Task statement: From the first line of the records down to the one that holds "use crate::error::Result;", transcribe each line exactly and add nothing.

************

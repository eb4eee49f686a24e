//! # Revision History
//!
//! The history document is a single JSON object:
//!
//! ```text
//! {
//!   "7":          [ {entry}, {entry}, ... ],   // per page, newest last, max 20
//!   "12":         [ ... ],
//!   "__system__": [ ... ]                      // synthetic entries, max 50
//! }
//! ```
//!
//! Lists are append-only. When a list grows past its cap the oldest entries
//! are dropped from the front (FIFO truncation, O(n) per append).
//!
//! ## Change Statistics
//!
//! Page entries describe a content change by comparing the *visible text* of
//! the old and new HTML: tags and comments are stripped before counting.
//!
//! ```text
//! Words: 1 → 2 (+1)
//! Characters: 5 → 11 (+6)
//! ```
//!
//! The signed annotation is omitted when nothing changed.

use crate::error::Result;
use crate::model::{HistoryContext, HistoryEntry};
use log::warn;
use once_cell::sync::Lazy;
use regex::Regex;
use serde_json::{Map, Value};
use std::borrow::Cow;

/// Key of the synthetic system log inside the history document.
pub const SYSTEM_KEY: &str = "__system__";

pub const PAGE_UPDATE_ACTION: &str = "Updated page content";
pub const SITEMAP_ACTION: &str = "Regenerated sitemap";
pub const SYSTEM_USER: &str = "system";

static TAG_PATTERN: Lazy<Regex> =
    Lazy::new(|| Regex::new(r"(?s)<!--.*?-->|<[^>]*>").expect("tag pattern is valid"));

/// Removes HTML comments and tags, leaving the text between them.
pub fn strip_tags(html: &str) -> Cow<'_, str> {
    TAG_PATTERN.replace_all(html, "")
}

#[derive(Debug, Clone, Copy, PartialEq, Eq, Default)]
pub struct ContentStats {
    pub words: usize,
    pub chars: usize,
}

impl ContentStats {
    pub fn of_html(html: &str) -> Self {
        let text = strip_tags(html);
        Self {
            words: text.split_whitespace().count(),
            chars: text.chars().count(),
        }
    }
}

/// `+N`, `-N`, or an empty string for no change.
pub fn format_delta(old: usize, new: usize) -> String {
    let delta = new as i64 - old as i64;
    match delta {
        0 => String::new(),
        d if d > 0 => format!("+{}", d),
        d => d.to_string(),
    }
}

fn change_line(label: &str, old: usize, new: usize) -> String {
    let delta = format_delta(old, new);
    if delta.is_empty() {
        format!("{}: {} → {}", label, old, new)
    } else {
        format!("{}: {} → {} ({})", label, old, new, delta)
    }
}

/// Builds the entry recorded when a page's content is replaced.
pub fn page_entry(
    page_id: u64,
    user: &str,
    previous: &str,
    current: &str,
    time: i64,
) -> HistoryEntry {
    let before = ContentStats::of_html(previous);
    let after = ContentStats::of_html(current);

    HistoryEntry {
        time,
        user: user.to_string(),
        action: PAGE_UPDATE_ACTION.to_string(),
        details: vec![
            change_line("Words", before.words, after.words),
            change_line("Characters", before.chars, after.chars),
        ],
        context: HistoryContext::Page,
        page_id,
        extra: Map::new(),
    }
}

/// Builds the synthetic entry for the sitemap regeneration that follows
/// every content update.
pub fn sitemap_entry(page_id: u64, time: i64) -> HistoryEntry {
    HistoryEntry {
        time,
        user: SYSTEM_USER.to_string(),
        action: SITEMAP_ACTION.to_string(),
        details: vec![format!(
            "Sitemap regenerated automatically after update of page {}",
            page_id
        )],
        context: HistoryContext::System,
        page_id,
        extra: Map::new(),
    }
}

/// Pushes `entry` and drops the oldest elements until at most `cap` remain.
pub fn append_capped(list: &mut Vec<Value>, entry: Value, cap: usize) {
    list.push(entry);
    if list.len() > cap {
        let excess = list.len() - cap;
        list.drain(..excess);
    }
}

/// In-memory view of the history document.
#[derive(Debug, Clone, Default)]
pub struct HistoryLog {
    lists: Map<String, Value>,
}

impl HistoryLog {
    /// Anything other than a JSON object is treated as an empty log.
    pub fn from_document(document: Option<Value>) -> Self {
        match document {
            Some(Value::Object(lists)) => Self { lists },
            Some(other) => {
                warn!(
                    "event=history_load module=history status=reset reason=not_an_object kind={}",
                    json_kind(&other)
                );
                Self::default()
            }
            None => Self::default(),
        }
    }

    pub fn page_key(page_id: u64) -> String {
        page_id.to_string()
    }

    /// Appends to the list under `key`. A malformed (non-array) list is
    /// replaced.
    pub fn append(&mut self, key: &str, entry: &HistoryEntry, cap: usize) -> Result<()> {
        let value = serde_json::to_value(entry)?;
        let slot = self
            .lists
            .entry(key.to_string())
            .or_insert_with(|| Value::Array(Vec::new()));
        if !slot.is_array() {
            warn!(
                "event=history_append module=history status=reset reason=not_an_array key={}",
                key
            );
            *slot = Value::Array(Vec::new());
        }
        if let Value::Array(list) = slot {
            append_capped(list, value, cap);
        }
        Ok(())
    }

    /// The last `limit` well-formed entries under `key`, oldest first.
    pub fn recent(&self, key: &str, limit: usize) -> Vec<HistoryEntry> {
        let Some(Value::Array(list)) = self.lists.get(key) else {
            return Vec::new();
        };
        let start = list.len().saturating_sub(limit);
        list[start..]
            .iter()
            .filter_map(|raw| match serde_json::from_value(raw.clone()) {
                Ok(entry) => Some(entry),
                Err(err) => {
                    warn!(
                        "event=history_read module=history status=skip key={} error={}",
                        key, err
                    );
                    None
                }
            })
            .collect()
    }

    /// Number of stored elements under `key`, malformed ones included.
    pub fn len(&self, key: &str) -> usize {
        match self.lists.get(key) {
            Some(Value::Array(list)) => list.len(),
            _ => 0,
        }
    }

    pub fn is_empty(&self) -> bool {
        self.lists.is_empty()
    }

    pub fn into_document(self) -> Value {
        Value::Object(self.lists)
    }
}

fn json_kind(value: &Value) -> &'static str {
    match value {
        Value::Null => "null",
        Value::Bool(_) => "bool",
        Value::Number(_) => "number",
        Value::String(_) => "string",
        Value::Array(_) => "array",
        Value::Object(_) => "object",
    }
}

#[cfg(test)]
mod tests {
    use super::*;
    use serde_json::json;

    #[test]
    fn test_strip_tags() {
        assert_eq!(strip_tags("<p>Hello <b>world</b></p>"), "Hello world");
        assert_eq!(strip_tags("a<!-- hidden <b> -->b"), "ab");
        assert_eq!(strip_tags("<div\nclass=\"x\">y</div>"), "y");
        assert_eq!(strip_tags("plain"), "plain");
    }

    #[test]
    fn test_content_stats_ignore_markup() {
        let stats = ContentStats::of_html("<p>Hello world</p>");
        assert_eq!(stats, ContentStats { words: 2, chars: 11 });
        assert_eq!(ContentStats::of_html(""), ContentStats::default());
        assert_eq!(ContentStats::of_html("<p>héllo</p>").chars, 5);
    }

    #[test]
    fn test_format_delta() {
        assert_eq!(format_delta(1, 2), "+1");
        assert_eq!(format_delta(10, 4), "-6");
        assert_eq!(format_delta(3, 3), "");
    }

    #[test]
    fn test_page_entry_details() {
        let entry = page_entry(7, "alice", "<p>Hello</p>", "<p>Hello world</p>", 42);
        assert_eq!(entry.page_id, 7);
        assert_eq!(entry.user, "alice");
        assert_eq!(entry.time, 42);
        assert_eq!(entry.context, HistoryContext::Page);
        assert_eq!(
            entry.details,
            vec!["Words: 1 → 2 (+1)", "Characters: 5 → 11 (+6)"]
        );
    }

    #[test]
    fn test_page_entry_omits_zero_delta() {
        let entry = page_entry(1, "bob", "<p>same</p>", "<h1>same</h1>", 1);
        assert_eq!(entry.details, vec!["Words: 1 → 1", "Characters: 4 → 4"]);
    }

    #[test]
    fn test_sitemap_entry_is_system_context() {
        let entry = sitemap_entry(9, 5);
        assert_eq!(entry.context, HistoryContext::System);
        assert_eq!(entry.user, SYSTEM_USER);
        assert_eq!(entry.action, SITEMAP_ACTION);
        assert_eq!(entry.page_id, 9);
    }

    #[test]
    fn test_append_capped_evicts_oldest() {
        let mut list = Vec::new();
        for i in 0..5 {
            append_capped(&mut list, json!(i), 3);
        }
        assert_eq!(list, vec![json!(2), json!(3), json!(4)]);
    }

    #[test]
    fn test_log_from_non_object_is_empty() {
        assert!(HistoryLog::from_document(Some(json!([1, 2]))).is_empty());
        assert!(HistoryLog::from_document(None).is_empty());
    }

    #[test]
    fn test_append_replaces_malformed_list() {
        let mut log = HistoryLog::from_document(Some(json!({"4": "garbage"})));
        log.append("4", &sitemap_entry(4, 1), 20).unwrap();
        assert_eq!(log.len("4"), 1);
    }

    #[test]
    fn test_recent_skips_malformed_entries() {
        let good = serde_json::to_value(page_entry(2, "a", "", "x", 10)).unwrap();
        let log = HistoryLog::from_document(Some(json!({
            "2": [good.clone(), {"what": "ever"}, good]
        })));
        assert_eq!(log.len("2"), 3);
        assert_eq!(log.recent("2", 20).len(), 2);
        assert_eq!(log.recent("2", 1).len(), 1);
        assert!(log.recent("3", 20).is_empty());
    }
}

************

Task answer:
repository eb4eee49f686a24e
//! # Revision History
//!
//! The history document is a single JSON object:
//!
//! ```text
//! {
//!   "7":          [ {entry}, {entry}, ... ],   // per page, newest last, max 20
//!   "12":         [ ... ],
//!   "__system__": [ ... ]                      // synthetic entries, max 50
//! }
//! ```
//!
//! Lists are append-only. When a list grows past its cap the oldest entries
//! are dropped from the front (FIFO truncation, O(n) per append).
//!
//! ## Change Statistics
//!
//! Page entries describe a content change by comparing the *visible text* of
//! the old and new HTML: tags and comments are stripped before counting.
//!
//! ```text
//! Words: 1 → 2 (+1)
//! Characters: 5 → 11 (+6)
//! ```
//!
//! The signed annotation is omitted when nothing changed.

use crate::error::Result;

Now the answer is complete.